The pilot had completed a TBM 700 two-day recurrent training course at the SIMCOM Training Center in Orlando on Nov. 15, 2011. A SIMCOM representative told investigators that the pilot had accomplished ground training on the technical aspects of the installed ice protection and environmental systems including preflight checking and testing. Normal and emergency checklist procedures were also discussed. Simulator training consisted of system checking, testing and operation, including operating in icing conditions at altitude and system malfunctions.

The SIMCOM representative stated that, “It is always stressed that the installed ice protection systems are intended to provide protection while departing icing conditions.”

The airplane was manufactured in 2005 and was equipped with a single Pratt & Whitney Canada PT6A-64 turboprop engine.
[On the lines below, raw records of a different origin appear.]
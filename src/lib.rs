//! Certificate registry for an academic-events platform.
//!
//! Issues certificates for (user, course) pairs, each carrying a unique
//! high-entropy validation code, and verifies certificates by that code.

pub mod certs;
pub mod config;
pub mod directory;
pub mod error;
pub mod metrics;
pub mod store;

pub use certs::{CertificateFilter, CertificateRecord, CertificateRegistry};
pub use config::Config;
pub use directory::{EntityDirectory, InMemoryDirectory};
pub use error::{ConfigError, NotFound, RegistryError, StoreError};
pub use store::{CertificateStore, MemoryStore, SqliteStore};
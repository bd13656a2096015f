use super::record::CertificateRecord;
use lru::LruCache;
use std::num::NonZeroUsize;
use tokio::sync::Mutex;

/// LRU of validated certificates keyed by code.
///
/// Records are immutable and never deleted, so an entry can't go stale.
/// Only successful lookups are stored; unknown codes always reach the store.
pub struct ValidationCache {
    entries: Mutex<LruCache<String, CertificateRecord>>,
}

impl ValidationCache {
    pub fn new(capacity: NonZeroUsize) -> Self {
        Self {
            entries: Mutex::new(LruCache::new(capacity)),
        }
    }

    pub async fn get(&self, code: &str) -> Option<CertificateRecord> {
        self.entries.lock().await.get(code).cloned()
    }

    pub async fn put(&self, record: &CertificateRecord) {
        self.entries
            .lock()
            .await
            .put(record.validation_code.clone(), record.clone());
    }

    pub async fn len(&self) -> usize {
        self.entries.lock().await.len()
    }
}

#[cfg(test)]
mod tests {
    use super::*;
    use chrono::NaiveDate;

    fn record(id: i64, code: &str) -> CertificateRecord {
        CertificateRecord {
            id,
            user_id: 1,
            course_id: 1,
            issued_on: NaiveDate::from_ymd_opt(2026, 1, 15).unwrap(),
            validation_code: code.to_string(),
        }
    }

    #[tokio::test]
    async fn evicts_least_recently_used() {
        let cache = ValidationCache::new(NonZeroUsize::new(2).unwrap());
        cache.put(&record(1, "AAAA")).await;
        cache.put(&record(2, "BBBB")).await;

        // touch AAAA so BBBB becomes the eviction candidate
        assert_eq!(cache.get("AAAA").await.map(|r| r.id), Some(1));
        cache.put(&record(3, "CCCC")).await;

        assert_eq!(cache.len().await, 2);
        assert!(cache.get("BBBB").await.is_none());
        assert!(cache.get("AAAA").await.is_some());
        assert!(cache.get("CCCC").await.is_some());
    }
}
The most recent annual inspection was performed on July 27, 2011. At that time, the airplane had accumulated approximately 702.0 total flight hours. The last logbook entry was recorded on Nov. 18, 2011, at an aircraft total time of 724.6 hr.

Conclusions

“Although the pilot filed an IFR flight plan through the Direct User Access Terminal System (DUATS),” said the NTSB, “no evidence of a weather briefing was found.” The Safety Board determined the probable cause(s) of this accident to be:

The airplane's encounter with unforecasted severe icing conditions that were characterized by high ice accretion rates and the pilot's failure to use his command authority to depart the icing conditions in an expeditious manner, which resulted in a loss of airplane control.

We have become a generation of self-briefers. Near-real-time weather is available online and from ATC and pilots aloft. However, we have to look for it electronically or ask for it. Investigators are beginning to see more accidents involving incomplete self-briefing.

Ice can always be a killer. Any mention of ice should start pilots thinking about ice avoidance. As the SIMCOM instructor said, “. . . the installed ice protection systems are intended to provide protection while departing icing conditions.”

When your aircraft is accumulating ice, you need to be somewhere else quickly. That could mean declaring an emergency to get immediate relief. It's always better to deal with the ATC paperwork after you land safely than burden NTSB personnel with the paperwork that goes with an accident investigation.